Retype, word for word, every line from the one holding "repository de95d3f6b4fb41b3" through the one holding "limiter for testing." in the entries below, both included, and only those lines.

□ □ □ □ □ □ □

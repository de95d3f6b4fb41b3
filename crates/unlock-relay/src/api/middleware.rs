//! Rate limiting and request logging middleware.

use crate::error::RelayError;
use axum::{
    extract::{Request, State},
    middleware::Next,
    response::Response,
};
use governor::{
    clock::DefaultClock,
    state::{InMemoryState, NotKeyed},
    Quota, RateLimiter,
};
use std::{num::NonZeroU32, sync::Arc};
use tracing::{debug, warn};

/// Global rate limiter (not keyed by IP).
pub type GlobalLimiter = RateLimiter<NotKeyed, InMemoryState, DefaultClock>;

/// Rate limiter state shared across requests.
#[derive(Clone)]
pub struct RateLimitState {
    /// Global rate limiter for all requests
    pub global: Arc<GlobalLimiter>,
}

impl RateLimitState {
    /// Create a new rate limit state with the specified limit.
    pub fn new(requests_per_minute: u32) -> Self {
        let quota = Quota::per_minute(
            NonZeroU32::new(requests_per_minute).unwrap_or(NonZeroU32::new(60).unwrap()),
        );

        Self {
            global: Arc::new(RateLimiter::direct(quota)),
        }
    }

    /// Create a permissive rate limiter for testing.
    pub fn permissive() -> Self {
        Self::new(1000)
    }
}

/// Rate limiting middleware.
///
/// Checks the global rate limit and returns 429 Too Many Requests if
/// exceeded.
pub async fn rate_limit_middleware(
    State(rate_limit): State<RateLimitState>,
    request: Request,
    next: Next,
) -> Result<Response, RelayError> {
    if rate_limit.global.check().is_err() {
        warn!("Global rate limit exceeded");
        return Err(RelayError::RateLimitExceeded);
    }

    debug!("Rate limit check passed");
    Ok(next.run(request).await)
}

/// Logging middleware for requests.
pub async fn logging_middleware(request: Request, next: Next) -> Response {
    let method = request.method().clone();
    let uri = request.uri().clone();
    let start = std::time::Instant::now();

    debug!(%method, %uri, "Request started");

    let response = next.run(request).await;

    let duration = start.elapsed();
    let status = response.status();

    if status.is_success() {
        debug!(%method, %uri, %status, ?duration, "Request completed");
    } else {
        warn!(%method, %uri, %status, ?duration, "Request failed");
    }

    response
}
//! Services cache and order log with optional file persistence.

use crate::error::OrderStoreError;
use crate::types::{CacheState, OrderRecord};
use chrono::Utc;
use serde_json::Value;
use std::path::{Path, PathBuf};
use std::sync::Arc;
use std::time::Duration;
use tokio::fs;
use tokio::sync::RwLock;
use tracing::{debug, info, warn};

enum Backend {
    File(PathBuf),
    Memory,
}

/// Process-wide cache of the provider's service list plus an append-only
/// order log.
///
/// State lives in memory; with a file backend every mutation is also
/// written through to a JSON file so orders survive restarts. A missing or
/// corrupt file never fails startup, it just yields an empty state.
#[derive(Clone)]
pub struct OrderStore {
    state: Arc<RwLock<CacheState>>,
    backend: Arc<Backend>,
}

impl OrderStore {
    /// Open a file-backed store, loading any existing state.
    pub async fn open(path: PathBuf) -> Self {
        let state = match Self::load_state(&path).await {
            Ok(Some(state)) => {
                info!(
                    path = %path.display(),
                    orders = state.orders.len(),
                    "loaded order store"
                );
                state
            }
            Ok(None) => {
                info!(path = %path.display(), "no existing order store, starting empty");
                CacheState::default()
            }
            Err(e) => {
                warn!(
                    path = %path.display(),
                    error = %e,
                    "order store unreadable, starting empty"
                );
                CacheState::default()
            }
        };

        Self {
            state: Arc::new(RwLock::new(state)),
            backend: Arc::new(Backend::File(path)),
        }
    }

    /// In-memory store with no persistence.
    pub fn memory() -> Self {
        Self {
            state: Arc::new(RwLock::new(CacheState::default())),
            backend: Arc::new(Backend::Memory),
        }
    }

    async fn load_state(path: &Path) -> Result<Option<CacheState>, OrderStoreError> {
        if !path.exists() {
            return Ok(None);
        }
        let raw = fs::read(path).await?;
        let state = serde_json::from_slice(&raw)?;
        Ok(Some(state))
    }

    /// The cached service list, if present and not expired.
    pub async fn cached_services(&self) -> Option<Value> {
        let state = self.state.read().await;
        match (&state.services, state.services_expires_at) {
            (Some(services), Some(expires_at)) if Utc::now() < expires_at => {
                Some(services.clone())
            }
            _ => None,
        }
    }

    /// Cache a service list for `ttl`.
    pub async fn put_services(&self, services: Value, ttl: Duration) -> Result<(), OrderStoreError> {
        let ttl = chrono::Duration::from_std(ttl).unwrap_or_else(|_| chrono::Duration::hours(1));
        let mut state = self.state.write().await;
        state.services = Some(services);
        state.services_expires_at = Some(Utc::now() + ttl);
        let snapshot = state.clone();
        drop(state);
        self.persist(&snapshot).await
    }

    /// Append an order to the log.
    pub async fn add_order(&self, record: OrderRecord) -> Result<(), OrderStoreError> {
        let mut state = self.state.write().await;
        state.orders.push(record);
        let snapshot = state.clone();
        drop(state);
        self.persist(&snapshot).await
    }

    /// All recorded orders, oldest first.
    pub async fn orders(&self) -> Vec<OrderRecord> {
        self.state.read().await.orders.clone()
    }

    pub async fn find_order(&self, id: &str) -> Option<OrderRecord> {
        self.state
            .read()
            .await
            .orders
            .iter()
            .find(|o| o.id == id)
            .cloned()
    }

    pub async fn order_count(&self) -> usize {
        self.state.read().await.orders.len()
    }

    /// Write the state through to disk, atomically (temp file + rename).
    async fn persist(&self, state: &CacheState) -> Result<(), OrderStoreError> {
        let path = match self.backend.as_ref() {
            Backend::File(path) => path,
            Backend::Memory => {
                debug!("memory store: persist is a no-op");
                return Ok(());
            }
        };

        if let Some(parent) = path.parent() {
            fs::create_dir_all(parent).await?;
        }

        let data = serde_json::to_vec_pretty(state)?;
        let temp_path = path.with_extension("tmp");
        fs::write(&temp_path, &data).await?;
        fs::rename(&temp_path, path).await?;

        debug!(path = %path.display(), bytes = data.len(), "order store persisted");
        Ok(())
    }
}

□ □ □ □ □ □ □

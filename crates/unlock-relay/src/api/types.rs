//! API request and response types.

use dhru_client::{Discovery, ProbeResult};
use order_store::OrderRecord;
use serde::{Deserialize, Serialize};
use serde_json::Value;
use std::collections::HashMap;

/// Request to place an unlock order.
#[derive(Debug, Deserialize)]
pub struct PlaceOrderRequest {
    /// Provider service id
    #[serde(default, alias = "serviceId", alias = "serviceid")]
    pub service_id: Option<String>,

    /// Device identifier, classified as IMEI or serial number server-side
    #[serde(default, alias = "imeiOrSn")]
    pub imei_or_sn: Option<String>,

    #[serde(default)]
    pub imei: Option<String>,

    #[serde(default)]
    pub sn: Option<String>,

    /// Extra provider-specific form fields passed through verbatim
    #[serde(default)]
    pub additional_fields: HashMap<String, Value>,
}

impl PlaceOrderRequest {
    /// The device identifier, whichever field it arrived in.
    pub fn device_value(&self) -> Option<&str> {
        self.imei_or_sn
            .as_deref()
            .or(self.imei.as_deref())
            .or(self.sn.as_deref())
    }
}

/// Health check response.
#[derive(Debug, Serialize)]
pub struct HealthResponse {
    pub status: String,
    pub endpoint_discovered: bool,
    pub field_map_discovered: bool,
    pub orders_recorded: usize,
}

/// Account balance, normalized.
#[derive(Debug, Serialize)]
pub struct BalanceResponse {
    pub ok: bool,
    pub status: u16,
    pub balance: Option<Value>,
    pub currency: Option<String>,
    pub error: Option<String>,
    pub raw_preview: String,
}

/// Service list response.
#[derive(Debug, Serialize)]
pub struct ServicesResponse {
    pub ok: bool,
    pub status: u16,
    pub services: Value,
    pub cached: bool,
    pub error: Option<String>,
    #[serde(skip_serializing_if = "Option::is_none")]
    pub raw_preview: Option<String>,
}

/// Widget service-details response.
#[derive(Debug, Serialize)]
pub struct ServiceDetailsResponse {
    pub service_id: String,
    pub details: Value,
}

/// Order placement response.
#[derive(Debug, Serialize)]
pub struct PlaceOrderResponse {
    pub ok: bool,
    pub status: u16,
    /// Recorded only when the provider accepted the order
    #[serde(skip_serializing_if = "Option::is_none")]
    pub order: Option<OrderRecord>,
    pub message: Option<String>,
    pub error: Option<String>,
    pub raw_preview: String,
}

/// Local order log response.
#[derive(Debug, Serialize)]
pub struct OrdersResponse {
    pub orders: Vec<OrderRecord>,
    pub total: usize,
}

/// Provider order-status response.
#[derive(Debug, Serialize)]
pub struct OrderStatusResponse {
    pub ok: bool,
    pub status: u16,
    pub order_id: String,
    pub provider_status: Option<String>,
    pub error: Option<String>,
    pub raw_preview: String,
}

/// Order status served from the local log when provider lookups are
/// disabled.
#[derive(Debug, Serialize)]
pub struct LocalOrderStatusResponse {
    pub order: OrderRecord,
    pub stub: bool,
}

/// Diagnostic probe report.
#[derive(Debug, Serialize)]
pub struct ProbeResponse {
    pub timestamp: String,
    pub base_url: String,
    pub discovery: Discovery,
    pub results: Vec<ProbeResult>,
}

□ □ □ □ □ □ □

:: EXERCISE ANSWER ::
repository de95d3f6b4fb41b3
filename crates/unlock-relay/src/api/middleware.rs
//! Rate limiting and request logging middleware.

use crate::error::RelayError;
use axum::{
    extract::{Request, State},
    middleware::Next,
    response::Response,
};
use governor::{
    clock::DefaultClock,
    state::{InMemoryState, NotKeyed},
    Quota, RateLimiter,
};
use std::{num::NonZeroU32, sync::Arc};
use tracing::{debug, warn};

/// Global rate limiter (not keyed by IP).
pub type GlobalLimiter = RateLimiter<NotKeyed, InMemoryState, DefaultClock>;

/// Rate limiter state shared across requests.
#[derive(Clone)]
pub struct RateLimitState {
    /// Global rate limiter for all requests
    pub global: Arc<GlobalLimiter>,
}

impl RateLimitState {
    /// Create a new rate limit state with the specified limit.
    pub fn new(requests_per_minute: u32) -> Self {
        let quota = Quota::per_minute(
            NonZeroU32::new(requests_per_minute).unwrap_or(NonZeroU32::new(60).unwrap()),
        );

        Self {
            global: Arc::new(RateLimiter::direct(quota)),
        }
    }

    /// Create a permissive rate limiter for testing.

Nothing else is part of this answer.